Pero más allá de mis delirios narrativos, el esperado encuentro –al menos lo es para mí... desconozco la opinión del jaguar- todavía no se produce. Sólo me queda ser paciente y creer que en mi próxima aventura selvática, veré por fin a la
Pantera onca (ese es su nombre científico).
Soy optimista al respecto, porque el deseado encontronazo estuvo a punto de producirse en mi última visita a la Reserva Nacional Tambopata (Madre de Dios). Falto poquito, cuestión de minutos, 10 o 15 en opinión de Elesván, personaje emblemático del albergue Explorer’s Inn, que conoce los secretos del bosque y sus criaturas como una gitana las líneas de las manos.

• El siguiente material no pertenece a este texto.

//! Interactive collection of employee preferences.
//!
//! [`ConsoleSession`] prompts over any buffered reader and writer, so the
//! same flow runs against a terminal or an in-memory script in tests.
//! Typing `exit` at any prompt, or closing the input, ends the session with
//! [`SchedulerError::Cancelled`], which callers propagate with `?`.

use std::io::{BufRead, Write};

use tracing::debug;

use crate::demo::sample_roster;
use crate::error::{SchedulerError, SchedulerResult};
use crate::models::{Day, EmployeePreferences, Roster, ShiftType};

/// The sentinel that cancels the session from any prompt.
pub const EXIT_COMMAND: &str = "exit";

/// Returns true if `input` is the exit sentinel (case-insensitive,
/// surrounding whitespace ignored).
pub fn is_exit_command(input: &str) -> bool {
    input.trim().eq_ignore_ascii_case(EXIT_COMMAND)
}

/// What the user chose at the main menu.
#[derive(Debug, Clone, Copy, PartialEq, Eq)]
pub enum MenuChoice {
    /// Enter employees by hand.
    Manual,
    /// Use the built-in sample roster.
    Demo,
}

/// A prompting session over an input and an output stream.
pub struct ConsoleSession<R, W> {
    input: R,
    output: W,
}

impl<R: BufRead, W: Write> ConsoleSession<R, W> {
    /// Creates a session reading from `input` and prompting on `output`.
    pub fn new(input: R, output: W) -> Self {
        Self { input, output }
    }

    /// Returns the underlying streams.
    pub fn into_inner(self) -> (R, W) {
        (self.input, self.output)
    }

    /// Writes a line to the output.
    pub fn say(&mut self, message: &str) -> SchedulerResult<()> {
        writeln!(self.output, "{}", message)?;
        Ok(())
    }

    /// Shows `label` and reads one trimmed line.
    fn prompt(&mut self, label: &str) -> SchedulerResult<String> {
        write!(self.output, "{}", label)?;
        self.output.flush()?;

        let mut line = String::new();
        if self.input.read_line(&mut line)? == 0 {
            debug!("Input closed at prompt");
            return Err(SchedulerError::Cancelled);
        }
        if is_exit_command(&line) {
            debug!("Exit command received");
            return Err(SchedulerError::Cancelled);
        }
        Ok(line.trim().to_string())
    }

    /// Runs the whole flow: menu, then either the sample roster or manual
    /// entry. Returns `None` when manual entry produced no employees.
    pub fn gather_roster(&mut self) -> SchedulerResult<Option<Roster>> {
        self.say("Employee Schedule Manager")?;
        self.say(
            "Options: 1 = Enter data manually  2 = Run demo with sample data  (type 'exit' anytime to quit)",
        )?;

        if self.menu_choice()? == MenuChoice::Demo {
            return Ok(Some(sample_roster()));
        }

        let use_priority = self.ask_use_priority()?;
        let roster = self.collect_roster(use_priority)?;
        if roster.is_empty() {
            self.say("No employees entered.")?;
            return Ok(None);
        }
        Ok(Some(roster))
    }

    /// Asks for `1` (manual entry) or `2` (demo) until one is given. Any
    /// other answer re-prompts rather than falling through to manual entry.
    pub fn menu_choice(&mut self) -> SchedulerResult<MenuChoice> {
        loop {
            match self.prompt("Choice (1/2): ")?.as_str() {
                "1" => return Ok(MenuChoice::Manual),
                "2" => return Ok(MenuChoice::Demo),
                _ => self.say("Please enter 1 or 2.")?,
            }
        }
    }

    /// Asks whether to collect priority rankings; only `y` means yes.
    pub fn ask_use_priority(&mut self) -> SchedulerResult<bool> {
        let answer = self.prompt("Use priority ranking for shifts? (y/n): ")?;
        Ok(answer.eq_ignore_ascii_case("y"))
    }

    /// Asks for the number of employees. Zero or negative counts mean none.
    pub fn ask_employee_count(&mut self) -> SchedulerResult<usize> {
        loop {
            let answer = self.prompt("Number of employees: ")?;
            match answer.parse::<i64>() {
                Ok(count) => return Ok(usize::try_from(count).unwrap_or(0)),
                Err(_) => self.say("Please enter a whole number.")?,
            }
        }
    }

    /// Asks for a rank (1-3) for each shift, in declared order, and returns
    /// the shifts most-preferred first.
    pub fn ask_priority_order(&mut self) -> SchedulerResult<[ShiftType; ShiftType::COUNT]> {
        self.say("  Enter priority order (1=most preferred, 2=second, 3=least preferred):")?;

        let mut order: [Option<ShiftType>; ShiftType::COUNT] = [None; ShiftType::COUNT];
        for shift in ShiftType::ALL {
            loop {
                let answer = self.prompt(&format!("    {}: rank (1-3): ", shift))?;
                let slot = answer
                    .parse::<usize>()
                    .ok()
                    .filter(|rank| (1..=ShiftType::COUNT).contains(rank))
                    .map(|rank| rank - 1)
                    .filter(|index| order[*index].is_none());
                match slot {
                    Some(index) => {
                        order[index] = Some(shift);
                        break;
                    }
                    None => self.say("    Invalid or duplicate rank. Use 1, 2, 3 each once.")?,
                }
            }
        }

        // Three distinct ranks were assigned to three shifts.
        let mut ranked = ShiftType::ALL;
        for (slot, shift) in ranked.iter_mut().zip(order) {
            if let Some(shift) = shift {
                *slot = shift;
            }
        }
        Ok(ranked)
    }

    /// Asks for the preferred shift on each day of the week.
    pub fn ask_daily_preferences(&mut self) -> SchedulerResult<[ShiftType; Day::COUNT]> {
        let mut daily = [ShiftType::Morning; Day::COUNT];
        for day in Day::ALL {
            loop {
                let answer = self.prompt(&format!(
                    "  {} preferred shift (morning/afternoon/evening): ",
                    day
                ))?;
                match answer.parse::<ShiftType>() {
                    Ok(shift) => {
                        daily[day.index()] = shift;
                        break;
                    }
                    Err(_) => self.say("    Invalid. Enter morning, afternoon, or evening.")?,
                }
            }
        }
        Ok(daily)
    }

    /// Collects employees one by one. Blank names are skipped and still
    /// count towards the requested number; repeated names are asked again.
    pub fn collect_roster(&mut self, use_priority: bool) -> SchedulerResult<Roster> {
        let count = self.ask_employee_count()?;
        let mut roster = Roster::new();

        for _ in 0..count {
            let name = loop {
                let name = self.prompt("Employee name: ")?;
                if roster.contains(&name) {
                    self.say("    Name already entered. Use a different name.")?;
                    continue;
                }
                break name;
            };
            if name.is_empty() {
                continue;
            }

            let priority = if use_priority {
                Some(self.ask_priority_order()?)
            } else {
                None
            };
            let daily = self.ask_daily_preferences()?;

            roster.add(EmployeePreferences {
                name,
                daily,
                priority,
            })?;
        }

        debug!(employees = roster.len(), "Collected roster from console");
        Ok(roster)
    }
}

#[cfg(test)]
mod tests {
    use super::*;
    use std::io::Cursor;

    use ShiftType::{Afternoon, Evening, Morning};

    fn session(script: &str) -> ConsoleSession<Cursor<Vec<u8>>, Vec<u8>> {
        ConsoleSession::new(Cursor::new(script.as_bytes().to_vec()), Vec::new())
    }

    fn output_of(session: ConsoleSession<Cursor<Vec<u8>>, Vec<u8>>) -> String {
        String::from_utf8(session.into_inner().1).unwrap()
    }

    #[test]
    fn test_is_exit_command() {
        assert!(is_exit_command("exit"));
        assert!(is_exit_command("  EXIT\n"));
        assert!(!is_exit_command("exiting"));
    }

    #[test]
    fn test_exit_cancels_from_any_prompt() {
        let mut s = session("1\ny\n2\nAlice\nExit\n");
        let result = s.gather_roster();
        assert!(matches!(result, Err(SchedulerError::Cancelled)));
    }

    #[test]
    fn test_end_of_input_cancels() {
        let mut s = session("");
        assert!(matches!(s.menu_choice(), Err(SchedulerError::Cancelled)));
    }

    #[test]
    fn test_menu_reprompts_until_valid() {
        let mut s = session("3\nabc\n2\n");
        assert_eq!(s.menu_choice().unwrap(), MenuChoice::Demo);
        assert_eq!(output_of(s).matches("Please enter 1 or 2.").count(), 2);
    }

    #[test]
    fn test_demo_choice_returns_sample_roster() {
        let mut s = session("2\n");
        let roster = s.gather_roster().unwrap().unwrap();
        assert_eq!(roster, sample_roster());
    }

    #[test]
    fn test_employee_count_reprompts_on_garbage_and_clamps_negative() {
        let mut s = session("lots\n-4\n");
        assert_eq!(s.ask_employee_count().unwrap(), 0);
        assert!(output_of(s).contains("Please enter a whole number."));
    }

    #[test]
    fn test_priority_order_rejects_duplicate_and_out_of_range_ranks() {
        // morning=2, afternoon: 2 (dup) then 4 (range) then 3, evening=1
        let mut s = session("2\n2\n4\n3\n1\n");
        let order = s.ask_priority_order().unwrap();
        assert_eq!(order, [Evening, Morning, Afternoon]);
        assert_eq!(output_of(s).matches("Invalid or duplicate rank").count(), 2);
    }

    #[test]
    fn test_daily_preferences_reprompt_on_unknown_shift() {
        let mut s =
            session("morning\nnight\nAfternoon\nevening\nmorning\nafternoon\nevening\nmorning\n");
        let daily = s.ask_daily_preferences().unwrap();
        assert_eq!(
            daily,
            [Morning, Afternoon, Evening, Morning, Afternoon, Evening, Morning]
        );
        assert!(output_of(s).contains("Invalid. Enter morning, afternoon, or evening."));
    }

    #[test]
    fn test_manual_entry_without_priority() {
        let week = "evening\n".repeat(7);
        let script = format!("1\nn\n1\nCarol\n{}", week);
        let mut s = session(&script);

        let roster = s.gather_roster().unwrap().unwrap();
        let carol = roster.get("Carol").unwrap();
        assert_eq!(carol.daily, [Evening; 7]);
        assert_eq!(carol.priority, None);
    }

    #[test]
    fn test_manual_entry_with_priority() {
        let week = "morning\n".repeat(7);
        let script = format!("1\ny\n1\nAlice\n1\n2\n3\n{}", week);
        let mut s = session(&script);

        let roster = s.gather_roster().unwrap().unwrap();
        assert_eq!(
            roster.get("Alice").unwrap().priority,
            Some([Morning, Afternoon, Evening])
        );
    }

    #[test]
    fn test_blank_name_is_skipped_and_counted() {
        let week = "morning\n".repeat(7);
        let script = format!("2\n\nBob\n{}", week);
        let mut s = session(&script);

        let roster = s.collect_roster(false).unwrap();
        assert_eq!(roster.len(), 1);
        assert!(roster.contains("Bob"));
    }

    #[test]
    fn test_duplicate_name_is_asked_again() {
        let week = "morning\n".repeat(7);
        let script = format!("2\nBob\n{week}Bob\nBetty\n{week}");
        let mut s = session(&script);

        let roster = s.collect_roster(false).unwrap();
        let names: Vec<&str> = roster.employees().iter().map(|e| e.name.as_str()).collect();
        assert_eq!(names, vec!["Bob", "Betty"]);
        assert!(output_of(s).contains("Name already entered."));
    }

    #[test]
    fn test_zero_employees_reports_empty_roster() {
        let mut s = session("1\nn\n0\n");
        assert!(s.gather_roster().unwrap().is_none());
        assert!(output_of(s).contains("No employees entered."));
    }
}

Retornamos al albergue. Somos cinco personas (Elesván, tres turistas -dos españoles y un australiano- y su seguro servidor) caminando sin prisa pero sin pausa por una trocha enfangada por la lluvia matutina. De pronto, nuestro guía se detiene y con la punta de su machete nos muestra una huella fresca y bien definida al lado de un charquito de agua.

Era la huella de un jaguar, del jaguar que no pude ver o casi veo, del jaguar que, tal vez, me estaba viendo, porque el agua aún se movía y eso, nos reveló el guía, indicaba que el animal todavía andaba por ahí.
Seguro nos mira o algo parecido, comentó luego con tranquilidad pasmosa, como si ser observado por el felino más grande de toda Sudamérica, fuese cosa de todos los días, como toparse con la mascota del vecino o con un gatito enamorado que ronda los techos del barrio.
Cerca, muy cerca, tal vez cerquísima. Por ahí debía estar… pero dónde. Ojos bien abiertos. Nada, sólo verdor, árboles, lianas… selva. Después de unos minutos de espera, Elesván sugiere el reinició de nuestro andar, sepultando definitivamente la posibilidad del encuentro.
Será para la próxima vez, me consuelo mientras en la pantalla de la cámara, veo hipnotizado la imagen de la huella. Algo es algo, pienso antes de acelerar el paso, antes de seguir recorriendo los laberintos de verdor de la Amazonía.